Muscle coordination for postural control is basically organized into two functional levels. The first and more basic level deals with the direction specificity of the adjustments. The second deals with fine-tuning of the activated muscles in relation to specificity of the motor action. Interestingly, adjustments of the second level are not triggered by vestibular information, but most likely by a combination of kinesthetic and proprioceptive information from the supporting pelvic region [68], which is one of the main targets in hippotherapy. In the present work, we focused on two key postural muscles around the pelvic girdle, namely, the rectus abdominis and the adductor magnus. Our aim was to characterize their behavior from a myoelectric point of view by considering the positive clinical effects noticed in postural balance through hippotherapy [10]. However, we did not intend to precisely define muscle fiber type through surface EMG, but rather analyze EMG changes and give some avenues for working hypotheses based on what is known about neuromuscular physiology and previous publications related to patients with cerebral palsy and other neurological conditions. Our data are fairly consistent with both a more selective recruitment of muscle fiber populations during postural tasks by attenuation of fast-twitch fiber co-contraction and a gradual transformation of muscle contractile properties to optimize the postural profile of key muscles. Moreover, the analysis parameters in the time and frequency domains allowed us to assume that both muscles underwent functional uniformization, reflected by a more symmetrical activation in response to movement of the horse. As a whole, this allowed for more efficient regulation of the output force during postural tasks, which was consistent with our individual clinical observations. The present study provides basic quantitative data supporting the body of scientific evidence determining hippotherapy to be an approach of choice in the neurorehabilitation of patients with CP.

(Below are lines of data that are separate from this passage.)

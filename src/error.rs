//! Error taxonomy for crew.
//!
//! Every domain error carries a stable machine code (for scripting against
//! robot output) and an actionable suggestion string.

use thiserror::Error;

pub type Result<T> = std::result::Result<T, CrewError>;

#[derive(Debug, Error)]
pub enum CrewError {
    #[error("Circular dependency detected: {}", cycle.join(" → "))]
    CircularDependency { cycle: Vec<String> },

    #[error("Employee '{0}' not found in registry.")]
    EmployeeNotFound(String),

    #[error("Skill '{0}' not found in registry.")]
    SkillNotFound(String),

    #[error("Failed to fetch from registry: {url} (status: {status})")]
    RegistryFetch { url: String, status: u16 },

    #[error("Network error: {0}")]
    Network(String),

    #[error("Request timeout after {timeout_ms}ms: {url}")]
    Timeout { url: String, timeout_ms: u64 },

    #[error("Registry '{0}' not found in crew.json.")]
    RegistryNotConfigured(String),

    #[error("No crew.json found in current directory.")]
    NotInitialized,

    #[error("crew.json already exists in current directory.")]
    ConfigExists,

    #[error("Invalid crew.json: {0}")]
    ConfigInvalid(String),

    #[error("Platform '{0}' is not configured.")]
    PlatformNotConfigured(String),

    #[error("{} file(s) already exist (first: {})", paths.len(), paths.first().map(String::as_str).unwrap_or(""))]
    FileConflicts { paths: Vec<String> },

    #[error("{0}")]
    Validation(String),

    #[error("{0}")]
    Io(#[from] std::io::Error),

    #[error("{0}")]
    Json(#[from] serde_json::Error),
}

impl CrewError {
    /// Stable machine-readable code, kept backward compatible.
    pub fn code(&self) -> &'static str {
        match self {
            Self::CircularDependency { .. } => "CIRCULAR_DEPENDENCY",
            Self::EmployeeNotFound(_) => "EMPLOYEE_NOT_FOUND",
            Self::SkillNotFound(_) => "SKILL_NOT_FOUND",
            Self::RegistryFetch { .. } => "FETCH_ERROR",
            Self::Network(_) => "NETWORK_ERROR",
            Self::Timeout { .. } => "TIMEOUT",
            Self::RegistryNotConfigured(_) => "REGISTRY_NOT_CONFIGURED",
            Self::NotInitialized => "NOT_INITIALIZED",
            Self::ConfigExists => "CONFIG_EXISTS",
            Self::ConfigInvalid(_) => "CONFIG_INVALID",
            Self::PlatformNotConfigured(_) => "PLATFORM_NOT_SUPPORTED",
            Self::FileConflicts { .. } => "FILE_EXISTS",
            Self::Validation(_) => "VALIDATION_ERROR",
            Self::Io(_) => "IO_ERROR",
            Self::Json(_) => "JSON_ERROR",
        }
    }

    /// Human-actionable guidance printed under the error message.
    pub fn suggestion(&self) -> &'static str {
        match self {
            Self::CircularDependency { .. } => {
                "Check your skill dependencies for circular references."
            }
            Self::EmployeeNotFound(_) => "Use `crew list` to see installed employees.",
            Self::SkillNotFound(_) => "Use `crew list --skills` to see installed skills.",
            Self::RegistryFetch { .. } => "Verify the registry URL is correct and accessible.",
            Self::Network(_) => "Check your internet connection and try again.",
            Self::Timeout { .. } => "The request timed out. Try again or check your network.",
            Self::RegistryNotConfigured(_) => {
                "Add the registry under `registries` in crew.json."
            }
            Self::NotInitialized => "Run `crew init` to initialize the project.",
            Self::ConfigExists => "Use `crew init --force` to overwrite existing config.",
            Self::ConfigInvalid(_) => {
                "Check crew.json for syntax errors or run `crew init --force`."
            }
            Self::PlatformNotConfigured(_) => "Supported platforms: claude-code, codex.",
            Self::FileConflicts { .. } => "Use `--overwrite` to replace existing files.",
            Self::Validation(_) => "Check the input format and try again.",
            Self::Io(_) => "Check file permissions and disk space.",
            Self::Json(_) => "The file contains invalid JSON. Check for syntax errors.",
        }
    }
}

#[cfg(test)]
mod tests {
    use super::*;

    #[test]
    fn cycle_message_names_full_path() {
        let err = CrewError::CircularDependency {
            cycle: vec!["a".into(), "b".into(), "a".into()],
        };
        assert_eq!(err.to_string(), "Circular dependency detected: a → b → a");
        assert_eq!(err.code(), "CIRCULAR_DEPENDENCY");
    }

    #[test]
    fn codes_are_stable() {
        assert_eq!(CrewError::NotInitialized.code(), "NOT_INITIALIZED");
        assert_eq!(
            CrewError::RegistryFetch {
                url: "https://x".into(),
                status: 500
            }
            .code(),
            "FETCH_ERROR"
        );
    }
}
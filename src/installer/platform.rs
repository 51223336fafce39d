//! Per-platform naming strategy.
//!
//! Both platforms share the skill directory convention
//! (`crew-{employee}-{skill}`); only the command file naming differs:
//! - claude-code: `.claude/commands/{employee}.{command}.md`
//! - codex:       `.codex/prompts/crew.{employee}.{command}.md`
//!   (invoked as `/prompts:crew.{employee}.{command}`)

use std::fmt;

use clap::ValueEnum;
use serde::{Deserialize, Serialize};

pub const SKILL_DIR_PREFIX: &str = "crew-";

#[derive(
    Debug, Clone, Copy, PartialEq, Eq, PartialOrd, Ord, Hash, Serialize, Deserialize, ValueEnum,
)]
pub enum Platform {
    #[serde(rename = "claude-code")]
    #[value(name = "claude-code")]
    ClaudeCode,
    #[serde(rename = "codex")]
    #[value(name = "codex")]
    Codex,
}

impl fmt::Display for Platform {
    fn fmt(&self, f: &mut fmt::Formatter<'_>) -> fmt::Result {
        match self {
            Self::ClaudeCode => write!(f, "claude-code"),
            Self::Codex => write!(f, "codex"),
        }
    }
}

impl Platform {
    pub const ALL: [Platform; 2] = [Platform::ClaudeCode, Platform::Codex];

    /// Directory name for an employee-bundled skill.
    pub fn skill_dir_name(&self, employee: &str, skill: &str) -> String {
        format!("{SKILL_DIR_PREFIX}{employee}-{skill}")
    }

    /// File name for an employee command.
    pub fn command_file_name(&self, employee: &str, command: &str) -> String {
        match self {
            Self::ClaudeCode => format!("{employee}.{command}.md"),
            Self::Codex => format!("crew.{employee}.{command}.md"),
        }
    }

    /// Prefix matched by the uninstall sweep over the commands dir.
    pub fn command_sweep_prefix(&self, employee: &str) -> String {
        match self {
            Self::ClaudeCode => format!("{employee}."),
            Self::Codex => format!("crew.{employee}."),
        }
    }
}
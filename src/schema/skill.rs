//! Skill descriptor and SKILL.md frontmatter handling.

use std::sync::OnceLock;

use regex::Regex;
use serde::{Deserialize, Serialize};

use crate::error::{CrewError, Result};
use crate::target::parse_skill_full_name;

/// Role of a file inside a skill or employee bundle.
///
/// `command` is reserved for command definitions; skill files must not
/// carry it.
#[derive(Debug, Clone, Copy, PartialEq, Eq, Serialize, Deserialize)]
#[serde(rename_all = "lowercase")]
pub enum FileType {
    Skill,
    Command,
    Doc,
    Reference,
    Script,
    Asset,
}

/// A file with embedded content, as shipped in registry descriptors.
///
/// Content stays opaque; the installer only ever inspects it for the one
/// frontmatter `name:` rewrite.
#[derive(Debug, Clone, Serialize, Deserialize)]
pub struct SkillFile {
    pub path: String,
    #[serde(rename = "type")]
    pub file_type: FileType,
    pub content: String,
}

#[derive(Debug, Clone, Serialize, Deserialize)]
pub struct McpDependency {
    pub name: String,
    pub package: String,
    #[serde(default)]
    pub description: String,
    #[serde(rename = "docsUrl", default)]
    pub docs_url: String,
}

/// Full skill descriptor from the registry.
#[derive(Debug, Clone, Serialize, Deserialize)]
pub struct Skill {
    pub name: String,
    pub namespace: String,
    #[serde(rename = "fullName")]
    pub full_name: String,
    pub version: String,
    #[serde(default)]
    pub description: String,
    pub category: String,
    #[serde(default)]
    pub tags: Vec<String>,
    #[serde(default)]
    pub dependencies: Vec<String>,
    #[serde(rename = "mcpDependencies", default)]
    pub mcp_dependencies: Vec<McpDependency>,
    pub files: Vec<SkillFile>,
}

impl Skill {
    /// Validate the invariants a registry is supposed to uphold:
    /// a well-formed 3-segment fullName and no command-typed files.
    pub fn validate(&self) -> Result<()> {
        if parse_skill_full_name(&self.full_name).is_none() {
            return Err(CrewError::Validation(format!(
                "skill fullName '{}' must have the shape @registry/group/skill",
                self.full_name
            )));
        }
        if self.files.iter().any(|f| f.file_type == FileType::Command) {
            return Err(CrewError::Validation(format!(
                "skill '{}' contains a command-typed file; commands belong to employees",
                self.full_name
            )));
        }
        Ok(())
    }
}

/// Summary entry from the skills index.
#[derive(Debug, Clone, Serialize, Deserialize)]
pub struct SkillSummary {
    pub name: String,
    #[serde(rename = "fullName")]
    pub full_name: String,
    pub version: String,
    #[serde(default)]
    pub description: String,
    #[serde(default)]
    pub category: String,
    #[serde(default)]
    pub tags: Vec<String>,
}

// ============================================================================
// SKILL.md frontmatter
// ============================================================================

#[derive(Debug, Clone, Serialize, Deserialize)]
pub struct SkillFrontmatter {
    pub name: String,
    #[serde(default)]
    pub description: String,
    #[serde(default)]
    pub version: Option<String>,
    #[serde(default)]
    pub tags: Vec<String>,
    #[serde(default)]
    pub dependencies: Vec<String>,
}

/// Parse the YAML frontmatter of a SKILL.md document, if present.
pub fn parse_skill_frontmatter(content: &str) -> Option<SkillFrontmatter> {
    let content = content.strip_prefix('\u{feff}').unwrap_or(content);
    let rest = content.strip_prefix("---")?;
    let rest = rest.strip_prefix("\r\n").or_else(|| rest.strip_prefix('\n'))?;
    let end = rest.find("\n---")?;
    serde_yaml::from_str(&rest[..end]).ok()
}

fn frontmatter_name_re() -> &'static Regex {
    static RE: OnceLock<Regex> = OnceLock::new();
    RE.get_or_init(|| Regex::new(r"(?m)^(name:[ \t]*).*$").expect("frontmatter name regex"))
}

/// Rewrite the `name:` field inside a SKILL.md frontmatter block so the
/// installed skill's identity matches its directory name.
///
/// The rewrite is bounded to the frontmatter block, so a `name:` in the
/// body is never touched. Returns the content unchanged when there is
/// no frontmatter or the frontmatter has no `name:` field.
pub fn rewrite_frontmatter_name(content: &str, new_name: &str) -> String {
    let Some(rest) = content.strip_prefix("---") else {
        return content.to_string();
    };
    let Some(rest) = rest.strip_prefix("\r\n").or_else(|| rest.strip_prefix('\n')) else {
        return content.to_string();
    };
    let Some(end) = rest.find("\n---") else {
        return content.to_string();
    };

    // Opening fence plus frontmatter lines, up to the closing fence.
    let block_len = (content.len() - rest.len()) + end + 1;
    let (block, body) = content.split_at(block_len);
    let rewritten = frontmatter_name_re().replace(block, format!("${{1}}{new_name}"));
    format!("{rewritten}{body}")
}
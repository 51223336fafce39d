//! Dependency resolution.
//!
//! Given a set of requested skill fullNames, fetches the transitive
//! dependency closure, rejects cycles, and produces a deterministic
//! installation order (dependencies first) plus an advisory display tree
//! per requested root.
//!
//! The fetch cache lives on the resolver instance, scoped to its
//! lifetime; construct one resolver per logical resolve.

use std::collections::{HashMap, HashSet, VecDeque};

use tracing::debug;

use crate::error::{CrewError, Result};
use crate::registry::client::SkillSource;
use crate::schema::Skill;

#[derive(Debug)]
pub struct Resolution {
    /// Skills in installation order: every in-set dependency precedes
    /// its dependents.
    pub install_order: Vec<Skill>,
    /// One advisory tree per requested root, in request order.
    pub trees: Vec<DependencyNode>,
}

#[derive(Debug, Clone)]
pub struct DependencyNode {
    pub full_name: String,
    pub version: String,
    pub children: Vec<DependencyNode>,
}

pub struct DependencyResolver<'a> {
    source: &'a dyn SkillSource,
    cache: HashMap<String, Skill>,
}

impl<'a> DependencyResolver<'a> {
    pub fn new(source: &'a dyn SkillSource) -> Self {
        Self {
            source,
            cache: HashMap::new(),
        }
    }

    pub fn resolve(&mut self, requested: &[String]) -> Result<Resolution> {
        let mut visited = HashSet::new();
        let mut discovered: Vec<Skill> = Vec::new();

        for name in requested {
            let mut path = Vec::new();
            self.fetch_with_dependencies(name, &mut visited, &mut path, &mut discovered)?;
        }

        let unique = dedup_skills(discovered);
        let install_order = topological_sort(unique)?;
        debug!(target: "resolver", count = install_order.len(), "resolved install order");

        let by_name: HashMap<&str, &Skill> = install_order
            .iter()
            .map(|s| (s.full_name.as_str(), s))
            .collect();
        let trees = requested
            .iter()
            .map(|name| build_tree(name, &by_name, &HashSet::new()))
            .collect();

        Ok(Resolution {
            install_order,
            trees,
        })
    }

    /// Depth-first traversal with an explicit path stack for precise
    /// cycle reporting. Appends skills post-order (dependencies first).
    fn fetch_with_dependencies(
        &mut self,
        name: &str,
        visited: &mut HashSet<String>,
        path: &mut Vec<String>,
        out: &mut Vec<Skill>,
    ) -> Result<()> {
        if path.iter().any(|p| p == name) {
            let mut cycle = path.clone();
            cycle.push(name.to_string());
            return Err(CrewError::CircularDependency { cycle });
        }

        if !visited.insert(name.to_string()) {
            return Ok(());
        }

        let skill = match self.cache.get(name) {
            Some(skill) => skill.clone(),
            None => {
                let fetched = self.source.fetch_skill(name)?;
                self.cache.insert(name.to_string(), fetched.clone());
                fetched
            }
        };

        path.push(name.to_string());
        for dep in &skill.dependencies {
            self.fetch_with_dependencies(dep, visited, path, out)?;
        }
        path.pop();

        out.push(skill);
        Ok(())
    }
}

/// Keep the first occurrence of each fullName.
fn dedup_skills(skills: Vec<Skill>) -> Vec<Skill> {
    let mut seen = HashSet::new();
    skills
        .into_iter()
        .filter(|s| seen.insert(s.full_name.clone()))
        .collect()
}

/// Kahn's algorithm over edges `dependency → dependent`, restricted to
/// dependencies inside the set. Zero-in-degree nodes are processed in
/// insertion order, so the result is deterministic for a fixed input.
fn topological_sort(skills: Vec<Skill>) -> Result<Vec<Skill>> {
    let order: Vec<String> = skills.iter().map(|s| s.full_name.clone()).collect();
    let mut by_name: HashMap<String, Skill> = skills
        .into_iter()
        .map(|s| (s.full_name.clone(), s))
        .collect();

    let mut in_degree: HashMap<String, usize> = order.iter().map(|n| (n.clone(), 0)).collect();
    let mut edges: HashMap<String, Vec<String>> = HashMap::new();

    for name in &order {
        for dep in &by_name[name].dependencies {
            // Dependencies outside the set were already validated to
            // exist during traversal; they don't constrain ordering.
            if in_degree.contains_key(dep) {
                edges.entry(dep.clone()).or_default().push(name.clone());
                *in_degree.get_mut(name).expect("node in set") += 1;
            }
        }
    }

    let mut queue: VecDeque<String> = order
        .iter()
        .filter(|n| in_degree[*n] == 0)
        .cloned()
        .collect();

    let mut sorted_names: Vec<String> = Vec::with_capacity(order.len());
    while let Some(node) = queue.pop_front() {
        if let Some(dependents) = edges.get(&node) {
            for dependent in dependents.clone() {
                let degree = in_degree.get_mut(&dependent).expect("node in set");
                *degree -= 1;
                if *degree == 0 {
                    queue.push_back(dependent);
                }
            }
        }
        sorted_names.push(node);
    }

    // Unreachable if traversal cycle detection is sound; guards against
    // resolver/fetch inconsistencies.
    if sorted_names.len() != order.len() {
        let stuck: Vec<String> = order
            .iter()
            .filter(|n| !sorted_names.contains(n))
            .cloned()
            .collect();
        return Err(CrewError::CircularDependency { cycle: stuck });
    }

    Ok(sorted_names
        .into_iter()
        .map(|n| by_name.remove(&n).expect("sorted name came from the set"))
        .collect())
}

/// Advisory display tree. Re-visited nodes are labeled rather than
/// recursed into; the install order is the authoritative output.
fn build_tree(
    name: &str,
    by_name: &HashMap<&str, &Skill>,
    visited: &HashSet<String>,
) -> DependencyNode {
    let Some(skill) = by_name.get(name) else {
        return DependencyNode {
            full_name: name.to_string(),
            version: "unknown".to_string(),
            children: Vec::new(),
        };
    };

    if visited.contains(name) {
        return DependencyNode {
            full_name: format!("{name} (circular)"),
            version: skill.version.clone(),
            children: Vec::new(),
        };
    }

    let mut next_visited = visited.clone();
    next_visited.insert(name.to_string());

    let children = skill
        .dependencies
        .iter()
        .filter(|dep| by_name.contains_key(dep.as_str()))
        .map(|dep| build_tree(dep, by_name, &next_visited))
        .collect();

    DependencyNode {
        full_name: name.to_string(),
        version: skill.version.clone(),
        children,
    }
}

/// Render a dependency tree with ASCII branches.
pub fn format_tree(node: &DependencyNode) -> String {
    let mut lines = vec![format!("{} ({})", node.full_name, node.version)];
    format_children(&node.children, "", &mut lines);
    lines.join("\n")
}

fn format_children(nodes: &[DependencyNode], prefix: &str, lines: &mut Vec<String>) {
    for (index, node) in nodes.iter().enumerate() {
        let last = index == nodes.len() - 1;
        let connector = if last { "└── " } else { "├── " };
        let extension = if last { "    " } else { "│   " };
        lines.push(format!(
            "{prefix}{connector}{} ({})",
            node.full_name, node.version
        ));
        format_children(&node.children, &format!("{prefix}{extension}"), lines);
    }
}
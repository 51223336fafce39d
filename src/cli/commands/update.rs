use clap::Args;
use semver::Version;
use serde_json::json;
use tracing::warn;

use crate::app::AppContext;
use crate::cli::output;
use crate::config::{SkillOrigin, State};
use crate::installer::{skill as skill_installer, Platform};
use crate::registry::{RegistryClient, SkillSource};
use crate::target::{parse_target, DEFAULT_REGISTRY};
use crate::Result;

#[derive(Args, Debug)]
pub struct UpdateArgs {
    /// Skills to update; defaults to every installed standalone skill
    pub skills: Vec<String>,

    /// Only report available updates
    #[arg(long)]
    pub dry_run: bool,
}

struct UpdateCheck {
    full_name: String,
    current: String,
    latest: String,
    platforms: Vec<Platform>,
}

pub fn run(ctx: &AppContext, args: UpdateArgs) -> Result<()> {
    let state = ctx.state_file.load()?;
    let client = RegistryClient::new(&state, &ctx.cwd);

    let to_check: Vec<String> = if args.skills.is_empty() {
        state.installed_standalone_skills()
    } else {
        args.skills
            .iter()
            .map(|s| parse_target(s, DEFAULT_REGISTRY).full_name)
            .collect()
    };

    if to_check.is_empty() {
        if ctx.format.is_json() {
            return output::emit_json(&json!({ "updates": [] }));
        }
        output::info("No standalone skills installed.");
        return Ok(());
    }

    let mut updates = Vec::new();
    let mut up_to_date = 0usize;
    for full_name in &to_check {
        let Some(entry) = state.skills.get(full_name) else {
            output::warn(&format!("{full_name} is not installed, skipping"));
            continue;
        };
        let latest = match client.fetch_skill(full_name) {
            Ok(skill) => skill.version,
            Err(err) => {
                warn!(target: "registry", skill = %full_name, error = %err, "update check failed");
                output::warn(&format!("could not check {full_name}: {err}"));
                continue;
            }
        };
        if is_newer(&latest, &entry.version) {
            updates.push(UpdateCheck {
                full_name: full_name.clone(),
                current: entry.version.clone(),
                latest,
                platforms: entry.platforms.clone(),
            });
        } else {
            up_to_date += 1;
        }
    }

    if ctx.format.is_json() {
        let listed: Vec<_> = updates
            .iter()
            .map(|u| {
                json!({
                    "skill": u.full_name,
                    "current": u.current,
                    "latest": u.latest,
                })
            })
            .collect();
        if !args.dry_run {
            apply_updates(ctx, &state, &client, &updates)?;
        }
        return output::emit_json(&json!({
            "updates": listed,
            "applied": !args.dry_run,
            "upToDate": up_to_date,
        }));
    }

    if updates.is_empty() {
        output::success("All skills are up to date.");
        return Ok(());
    }

    for update in &updates {
        output::info(&format!(
            "{}: {} -> {}",
            update.full_name, update.current, update.latest
        ));
    }
    if args.dry_run {
        output::info(&format!("{} update(s) available.", updates.len()));
        return Ok(());
    }

    apply_updates(ctx, &state, &client, &updates)?;
    output::success(&format!("Updated {} skill(s).", updates.len()));
    Ok(())
}

fn apply_updates(
    ctx: &AppContext,
    state: &State,
    client: &RegistryClient<'_>,
    updates: &[UpdateCheck],
) -> Result<()> {
    for update in updates {
        let skill = client.fetch_skill(&update.full_name)?;
        let platforms = if update.platforms.is_empty() {
            vec![state.default_platform]
        } else {
            update.platforms.clone()
        };
        for &platform in &platforms {
            skill_installer::uninstall_skill(&update.full_name, state, &ctx.cwd, platform, false)?;
            skill_installer::install_skill(&skill, state, &ctx.cwd, platform, true)?;
        }
        ctx.state_file.record_skill(
            &update.full_name,
            &skill.version,
            SkillOrigin::Standalone,
            platforms,
        )?;
    }
    Ok(())
}

/// Semver comparison with a lexical fallback for non-semver versions.
fn is_newer(latest: &str, current: &str) -> bool {
    match (Version::parse(latest), Version::parse(current)) {
        (Ok(l), Ok(c)) => l > c,
        _ => latest != current,
    }
}

#[cfg(test)]
mod tests {
    use super::*;

    #[test]
    fn semver_comparison() {
        assert!(is_newer("1.2.0", "1.1.9"));
        assert!(!is_newer("1.1.9", "1.2.0"));
        assert!(!is_newer("1.0.0", "1.0.0"));
    }

    #[test]
    fn non_semver_falls_back_to_inequality() {
        assert!(is_newer("2024-05", "2024-04"));
        assert!(!is_newer("abc", "abc"));
    }
}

6. Study Limitations and Perspectives

This single-group prospective ancillary longitudinal study was conducted in order to evaluate the effects of hippotherapy in the activation and modulation of muscle responses during dynamic postural balance in patients with CP. There is a lack of studies assessing postural control in patients with CP, with many studies consisting of only small sample sizes, reflecting the difficulties that researchers face in recruiting large, homogeneous cohorts from this population, as there is a high variability of clinical features. The “gold standard” in determining the effectiveness of an intervention for clinical validation is a randomized clinical trial protocol, however, increasing numbers of researchers argue that this current standard procedure may be less appropriate for studying complex interventions such as neurorehabilitation. Indeed, this non-drug approach must be carried out according to ethical considerations (difficulty to suspend and/or delay interventions or provide a “placebo procedure” in a control group), intragroup variability (heterogeneous populations with various clinical pictures and levels of disability), interdependent components and contexts, and comprehensive treatments involving organizational complexity and tailored interventions, thereby limiting the methodological validity of the results. The current body of scientific evidence aims to contribute to the creation of rehabilitation programs intended to improve postural and functional skills according to each patient’s needs. However, despite the clear positive clinical effects of hippotherapy with regard to the functional capacities of these patients, which were reinforced by the experimental results of the present study, the absence of a control group potentially makes our conclusions questionable. Finally, no other functional data were collected in this protocol, since the aim of this pilot was to explore the feasibility of the EMG approach in the characterization of postural balance during hippotherapy. The next step will be to correlate such quantitative data changes with changes obtained via validated clinical tests (e.g., the Berg Balance Test, GMFCS, GMFM-66) in randomized clinical trials.